Le Conseil constitutionnel, par une décision n° 2016-548 QPC du 30 juin 2016, a statué sur la conformité de l’article L. 611-2 du code de commerce. Cette disposition permet au président d’une juridiction commerciale d’enjoindre aux dirigeants de sociétés de déposer leurs comptes annuels sous astreinte en cas de carence constatée. Saisi par une décision du Conseil d’État en date du 6 avril 2016, le juge constitutionnel devait apprécier la validité du pouvoir de saisine d’office. Des sociétés contestaient cette faculté en invoquant une méconnaissance du principe d’impartialité des juridictions qui découle directement de l’article 16 de la Déclaration de 1789. Elles soutenaient que le cumul des fonctions de saisine, d’injonction et de liquidation de l’astreinte par un seul magistrat portait atteinte aux droits fondamentaux. La question posée portait sur la compatibilité de l’autosaisine juridictionnelle avec l’exigence d’impartialité lorsqu’elle concerne le prononcé d’une mesure de contrainte purement technique. Le Conseil constitutionnel a déclaré les dispositions conformes en soulignant la finalité de prévention des difficultés des entreprises et le caractère objectif du manquement constaté par le juge. L’examen de cette décision commande d’analyser la qualification juridique de l’astreinte avant d’étudier les garanties encadrant l’impartialité du président de la juridiction commerciale.

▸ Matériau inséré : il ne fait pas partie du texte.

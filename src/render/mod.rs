pub mod webgl;
pub mod shaders;
pub mod pipeline;

pub use webgl::WebGLContext;
pub use pipeline::RenderPipeline;
//! Acceptance ranges for rendered frames
//!
//! A harness renders a frame in a known mode, reads the pixels back,
//! runs [`analyze_frame`](crate::visual::analyze_frame), and checks the
//! metrics against the ranges here. The two modes look very different
//! on screen, so each gets its own set of bounds.

use super::metrics::FrameMetrics;

/// Expected metric ranges for one rendered frame
#[derive(Debug, Clone)]
pub struct FrameCriteria {
    pub min_brightness: f32,
    pub max_brightness: f32,
    pub min_bloom_coverage: f32,
    pub min_gold_coverage: f32,
    pub min_emerald_coverage: f32,
    pub max_dark_pixels: f32,
    pub min_contrast: f32,
}

impl FrameCriteria {
    /// Ranges for a fully formed tree: dense emerald cone, gold trim,
    /// blooming lights.
    pub fn formed() -> Self {
        Self {
            min_brightness: 0.05,
            max_brightness: 0.8,
            min_bloom_coverage: 0.01,
            min_gold_coverage: 0.005,
            min_emerald_coverage: 0.02,
            max_dark_pixels: 0.9,
            min_contrast: 2.0,
        }
    }

    /// Ranges for the scattered cloud: everything spread thin, so the
    /// palette floors drop and more of the backdrop shows through.
    pub fn scattered() -> Self {
        Self {
            min_brightness: 0.01,
            max_brightness: 0.8,
            min_bloom_coverage: 0.001,
            min_gold_coverage: 0.001,
            min_emerald_coverage: 0.005,
            max_dark_pixels: 0.97,
            min_contrast: 2.0,
        }
    }
}

impl Default for FrameCriteria {
    fn default() -> Self {
        Self::formed()
    }
}

/// Check metrics against criteria, returning a list of failures
pub fn check_frame(metrics: &FrameMetrics, criteria: &FrameCriteria) -> Vec<String> {
    let mut failures = Vec::new();

    if metrics.avg_brightness < criteria.min_brightness {
        failures.push(format!(
            "Frame too dark: avg brightness {:.4} < {:.4}",
            metrics.avg_brightness, criteria.min_brightness
        ));
    }

    if metrics.avg_brightness > criteria.max_brightness {
        failures.push(format!(
            "Frame too bright: avg brightness {:.4} > {:.4}",
            metrics.avg_brightness, criteria.max_brightness
        ));
    }

    if metrics.bloom_coverage < criteria.min_bloom_coverage {
        failures.push(format!(
            "Not enough bloom: coverage {:.4} < {:.4}",
            metrics.bloom_coverage, criteria.min_bloom_coverage
        ));
    }

    if metrics.gold_coverage < criteria.min_gold_coverage {
        failures.push(format!(
            "Not enough gold: coverage {:.4} < {:.4}",
            metrics.gold_coverage, criteria.min_gold_coverage
        ));
    }

    if metrics.emerald_coverage < criteria.min_emerald_coverage {
        failures.push(format!(
            "Not enough emerald: coverage {:.4} < {:.4}",
            metrics.emerald_coverage, criteria.min_emerald_coverage
        ));
    }

    if metrics.dark_pixels > criteria.max_dark_pixels {
        failures.push(format!(
            "Too much darkness: {:.1}% of pixels near black (max {:.1}%)",
            metrics.dark_pixels * 100.0,
            criteria.max_dark_pixels * 100.0
        ));
    }

    if metrics.contrast_ratio < criteria.min_contrast {
        failures.push(format!(
            "Insufficient contrast: ratio {:.2} < {:.2}",
            metrics.contrast_ratio, criteria.min_contrast
        ));
    }

    failures
}

/// Generate a human-readable report from frame metrics
pub fn frame_report(metrics: &FrameMetrics) -> String {
    format!(
        "Frame Metrics Report\n\
         ====================\n\
         Average Brightness: {:.4}\n\
         Maximum Brightness: {:.4}\n\
         Bloom Coverage: {:.2}%\n\
         Gold Coverage: {:.2}%\n\
         Emerald Coverage: {:.2}%\n\
         Contrast Ratio: {:.2}\n\
         Dark Pixels: {:.1}%\n\
         Bright Pixels: {:.1}%\n",
        metrics.avg_brightness,
        metrics.max_brightness,
        metrics.bloom_coverage * 100.0,
        metrics.gold_coverage * 100.0,
        metrics.emerald_coverage * 100.0,
        metrics.contrast_ratio,
        metrics.dark_pixels * 100.0,
        metrics.bright_pixels * 100.0,
    )
}

#[cfg(test)]
mod tests {
    use super::*;

    fn healthy_formed_metrics() -> FrameMetrics {
        FrameMetrics {
            avg_brightness: 0.2,
            max_brightness: 1.0,
            bloom_coverage: 0.05,
            gold_coverage: 0.03,
            emerald_coverage: 0.15,
            contrast_ratio: 10.0,
            dark_pixels: 0.5,
            bright_pixels: 0.02,
        }
    }

    #[test]
    fn test_healthy_formed_frame_passes() {
        let failures = check_frame(&healthy_formed_metrics(), &FrameCriteria::formed());
        assert!(failures.is_empty(), "unexpected failures: {:?}", failures);
    }

    #[test]
    fn test_black_frame_fails_formed() {
        let metrics = FrameMetrics {
            dark_pixels: 1.0,
            ..FrameMetrics::default()
        };
        let failures = check_frame(&metrics, &FrameCriteria::formed());
        assert!(!failures.is_empty());
        assert!(failures.iter().any(|f| f.contains("too dark")));
    }

    #[test]
    fn test_missing_emerald_reported() {
        let metrics = FrameMetrics {
            emerald_coverage: 0.0,
            ..healthy_formed_metrics()
        };
        let failures = check_frame(&metrics, &FrameCriteria::formed());
        assert!(failures.iter().any(|f| f.contains("emerald")));
    }

    #[test]
    fn test_missing_gold_reported() {
        let metrics = FrameMetrics {
            gold_coverage: 0.0,
            ..healthy_formed_metrics()
        };
        let failures = check_frame(&metrics, &FrameCriteria::formed());
        assert!(failures.iter().any(|f| f.contains("gold")));
    }

    #[test]
    fn test_scattered_bounds_are_looser() {
        let formed = FrameCriteria::formed();
        let scattered = FrameCriteria::scattered();

        assert!(scattered.min_brightness <= formed.min_brightness);
        assert!(scattered.min_gold_coverage <= formed.min_gold_coverage);
        assert!(scattered.min_emerald_coverage <= formed.min_emerald_coverage);
        assert!(scattered.max_dark_pixels >= formed.max_dark_pixels);
    }

    #[test]
    fn test_thin_scatter_passes_scattered_but_not_formed() {
        let metrics = FrameMetrics {
            avg_brightness: 0.03,
            max_brightness: 0.9,
            bloom_coverage: 0.002,
            gold_coverage: 0.002,
            emerald_coverage: 0.01,
            contrast_ratio: 8.0,
            dark_pixels: 0.94,
            bright_pixels: 0.001,
        };

        assert!(check_frame(&metrics, &FrameCriteria::scattered()).is_empty());
        assert!(!check_frame(&metrics, &FrameCriteria::formed()).is_empty());
    }

    #[test]
    fn test_report_includes_palette_lines() {
        let report = frame_report(&healthy_formed_metrics());
        assert!(report.contains("Gold Coverage"));
        assert!(report.contains("Emerald Coverage"));
        assert!(report.contains("Bloom Coverage"));
    }
}
use super::Vec3;

/// 4x4 matrix for transformations (column-major for WebGL)
#[derive(Debug, Clone, Copy)]
pub struct Mat4 {
    pub data: [f32; 16],
}

impl Mat4 {
    pub fn identity() -> Self {
        Self {
            data: [
                1.0, 0.0, 0.0, 0.0,
                0.0, 1.0, 0.0, 0.0,
                0.0, 0.0, 1.0, 0.0,
                0.0, 0.0, 0.0, 1.0,
            ],
        }
    }

    pub fn translation(x: f32, y: f32, z: f32) -> Self {
        let mut m = Self::identity();
        m.data[12] = x;
        m.data[13] = y;
        m.data[14] = z;
        m
    }

    pub fn scale(x: f32, y: f32, z: f32) -> Self {
        let mut m = Self::identity();
        m.data[0] = x;
        m.data[5] = y;
        m.data[10] = z;
        m
    }

    pub fn rotation_x(angle: f32) -> Self {
        let c = angle.cos();
        let s = angle.sin();
        Self {
            data: [
                1.0, 0.0, 0.0, 0.0,
                0.0, c, s, 0.0,
                0.0, -s, c, 0.0,
                0.0, 0.0, 0.0, 1.0,
            ],
        }
    }

    pub fn rotation_y(angle: f32) -> Self {
        let c = angle.cos();
        let s = angle.sin();
        Self {
            data: [
                c, 0.0, -s, 0.0,
                0.0, 1.0, 0.0, 0.0,
                s, 0.0, c, 0.0,
                0.0, 0.0, 0.0, 1.0,
            ],
        }
    }

    pub fn rotation_z(angle: f32) -> Self {
        let c = angle.cos();
        let s = angle.sin();
        Self {
            data: [
                c, s, 0.0, 0.0,
                -s, c, 0.0, 0.0,
                0.0, 0.0, 1.0, 0.0,
                0.0, 0.0, 0.0, 1.0,
            ],
        }
    }

    /// Model matrix from position, XYZ Euler rotation, and uniform scale.
    /// Rotation order matches T * Rx * Ry * Rz * S, so the Z rotation
    /// is applied first in local space.
    pub fn compose(position: Vec3, rotation: Vec3, scale: f32) -> Self {
        let t = Self::translation(position.x, position.y, position.z);
        let rx = Self::rotation_x(rotation.x);
        let ry = Self::rotation_y(rotation.y);
        let rz = Self::rotation_z(rotation.z);
        let s = Self::scale(scale, scale, scale);
        t.mul(&rx).mul(&ry).mul(&rz).mul(&s)
    }

    /// Perspective projection matrix
    pub fn perspective(fov_y: f32, aspect: f32, near: f32, far: f32) -> Self {
        let f = 1.0 / (fov_y / 2.0).tan();
        let nf = 1.0 / (near - far);

        Self {
            data: [
                f / aspect, 0.0, 0.0, 0.0,
                0.0, f, 0.0, 0.0,
                0.0, 0.0, (far + near) * nf, -1.0,
                0.0, 0.0, 2.0 * far * near * nf, 0.0,
            ],
        }
    }

    /// Look-at view matrix
    pub fn look_at(eye: Vec3, target: Vec3, up: Vec3) -> Self {
        let f = (target - eye).normalize();
        let r = f.cross(&up).normalize();
        let u = r.cross(&f);

        Self {
            data: [
                r.x, u.x, -f.x, 0.0,
                r.y, u.y, -f.y, 0.0,
                r.z, u.z, -f.z, 0.0,
                -r.dot(&eye), -u.dot(&eye), f.dot(&eye), 1.0,
            ],
        }
    }

    /// Matrix multiplication
    pub fn mul(&self, other: &Mat4) -> Self {
        let mut result = [0.0f32; 16];

        for row in 0..4 {
            for col in 0..4 {
                let mut sum = 0.0;
                for k in 0..4 {
                    sum += self.data[row + k * 4] * other.data[k + col * 4];
                }
                result[row + col * 4] = sum;
            }
        }

        Self { data: result }
    }

    /// Transform a point (applies translation)
    pub fn transform_point(&self, p: Vec3) -> Vec3 {
        Vec3::new(
            self.data[0] * p.x + self.data[4] * p.y + self.data[8] * p.z + self.data[12],
            self.data[1] * p.x + self.data[5] * p.y + self.data[9] * p.z + self.data[13],
            self.data[2] * p.x + self.data[6] * p.y + self.data[10] * p.z + self.data[14],
        )
    }

    /// Get as slice for WebGL
    pub fn as_slice(&self) -> &[f32; 16] {
        &self.data
    }
}

#[cfg(test)]
mod tests {
    use super::*;
    use std::f32::consts::FRAC_PI_2;

    #[test]
    fn test_identity() {
        let m = Mat4::identity();
        assert_eq!(m.data[0], 1.0);
        assert_eq!(m.data[5], 1.0);
        assert_eq!(m.data[10], 1.0);
        assert_eq!(m.data[15], 1.0);
    }

    #[test]
    fn test_translation() {
        let m = Mat4::translation(1.0, 2.0, 3.0);
        let p = Vec3::ZERO;
        let result = m.transform_point(p);
        assert!((result.x - 1.0).abs() < 0.0001);
        assert!((result.y - 2.0).abs() < 0.0001);
        assert!((result.z - 3.0).abs() < 0.0001);
    }

    #[test]
    fn test_scale() {
        let m = Mat4::scale(2.0, 3.0, 4.0);
        let p = Vec3::new(1.0, 1.0, 1.0);
        let result = m.transform_point(p);
        assert!((result.x - 2.0).abs() < 0.0001);
        assert!((result.y - 3.0).abs() < 0.0001);
        assert!((result.z - 4.0).abs() < 0.0001);
    }

    #[test]
    fn test_rotation_z() {
        let m = Mat4::rotation_z(FRAC_PI_2);
        let p = Vec3::new(1.0, 0.0, 0.0);
        let result = m.transform_point(p);
        assert!((result.x).abs() < 0.0001);
        assert!((result.y - 1.0).abs() < 0.0001);
    }

    #[test]
    fn test_matrix_mul() {
        let t = Mat4::translation(1.0, 0.0, 0.0);
        let s = Mat4::scale(2.0, 2.0, 2.0);
        let combined = t.mul(&s);
        let p = Vec3::new(1.0, 0.0, 0.0);
        let result = combined.transform_point(p);
        assert!((result.x - 3.0).abs() < 0.0001);
    }

    #[test]
    fn test_compose_translate_scale() {
        let m = Mat4::compose(Vec3::new(5.0, -1.0, 2.0), Vec3::ZERO, 2.0);
        let p = m.transform_point(Vec3::new(1.0, 1.0, 1.0));
        assert!((p.x - 7.0).abs() < 0.0001);
        assert!((p.y - 1.0).abs() < 0.0001);
        assert!((p.z - 4.0).abs() < 0.0001);
    }

    #[test]
    fn test_compose_yaw_faces_forward() {
        // A yaw of PI/2 carries local +Z onto world +X.
        let m = Mat4::compose(Vec3::ZERO, Vec3::new(0.0, FRAC_PI_2, 0.0), 1.0);
        let p = m.transform_point(Vec3::FORWARD);
        assert!((p.x - 1.0).abs() < 0.0001);
        assert!((p.z).abs() < 0.0001);
    }

    #[test]
    fn test_compose_matches_chained_rotations() {
        let rot = Vec3::new(0.3, -1.1, 0.7);
        let m = Mat4::compose(Vec3::ZERO, rot, 1.0);
        let chained = Mat4::rotation_x(rot.x)
            .mul(&Mat4::rotation_y(rot.y))
            .mul(&Mat4::rotation_z(rot.z));
        let p = Vec3::new(0.4, 2.0, -1.3);
        let a = m.transform_point(p);
        let b = chained.transform_point(p);
        assert!(a.distance(&b) < 0.0001);
    }
}
pub mod vec3;
pub mod matrix;

pub use vec3::Vec3;
pub use matrix::Mat4;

I. La justification d’une saisine d’office à but non répressif
A. L’exclusion de la qualification de sanction punitive
La Haute juridiction affirme que l’injonction sous astreinte a pour seul objet d’assurer la bonne exécution des décisions des juridictions dans un cadre de gestion. Dès lors, cette mesure « n’est pas une sanction ayant le caractère d’une punition », ce qui autorise constitutionnellement une dérogation au principe d’interdiction d’autosaisine. Le juge précise que l’interdiction de se saisir spontanément n’est absolue que si la procédure a pour objet le prononcé de sanctions de nature pénale. En l’espèce, l’astreinte n’est qu’un moyen de pression destiné à obtenir l’exécution d’une obligation légale de publicité dont le non-respect nuit à la transparence. Cette distinction fondamentale permet de maintenir la compétence du juge consulaire sans méconnaître les exigences protectrices du droit répressif qui s’appliquent aux peines classiques.
B. La poursuite d’un objectif de détection des difficultés économiques
Le législateur a instauré ce mécanisme afin de répondre à un objectif d’intérêt général consistant en la détection et la prévention des difficultés des entreprises. Le dépôt des comptes annuels constitue une source d’information essentielle pour le président du tribunal dans sa mission de surveillance du tissu économique local. En permettant une intervention rapide du magistrat, la loi favorise l’anticipation des défaillances et protège ainsi les droits des créanciers ainsi que la stabilité des emplois. Le Conseil constitutionnel valide cette orientation politique en considérant que la saisine d’office est un instrument nécessaire à l’efficacité du droit des entreprises en difficulté. Si la finalité de la mesure justifie le recours à la saisine spontanée, le respect effectif de l’impartialité suppose l’existence de garanties procédurales suffisantes.
II. L’encadrement du pouvoir d’autosaisine par des critères objectifs
A. Le caractère matériel du manquement déclencheur
Le grief tiré de la partialité est écarté car la constatation du non-dépôt des comptes, qui permet au président de se saisir, « présente un caractère objectif ». Le juge ne se livre à aucune appréciation subjective sur le comportement du dirigeant ou sur la viabilité économique de la structure à ce stade. L’ouverture de la procédure repose uniquement sur une vérification matérielle des registres du greffe, ce qui limite considérablement le risque d’arbitraire ou de préjugé. Cette objectivité garantit que le magistrat n’exprime pas une opinion prématurée sur le fond d’un litige avant même que les débats ne soient réellement engagés. La procédure d’injonction se borne ainsi à rétablir la légalité républicaine sans préjuger des suites éventuelles d’une procédure collective qui resterait parfaitement autonome.
B. L’unité procédurale de l’injonction et de la liquidation
Le Conseil relève que « le prononcé de l’astreinte et sa liquidation sont les deux phases d’une même procédure » soumises à des règles légales précises. Le fait qu’un même juge assure le suivi de la mesure de la phase initiale jusqu’à l’exécution forcée ne constitue pas une faille d’impartialité. Cette continuité assure une cohérence dans la gestion du dossier et évite une fragmentation excessive qui nuirait à l’efficacité de la police du registre du commerce. Le législateur n’a donc pas privé de garanties légales l’exigence d’impartialité, dès lors que le cadre juridique définit strictement les conditions de l’intervention. Cette décision confirme ainsi que l’efficacité de l’ordre public économique peut légitimement s’accommoder de procédures simplifiées lorsque les droits de la défense sont préservés.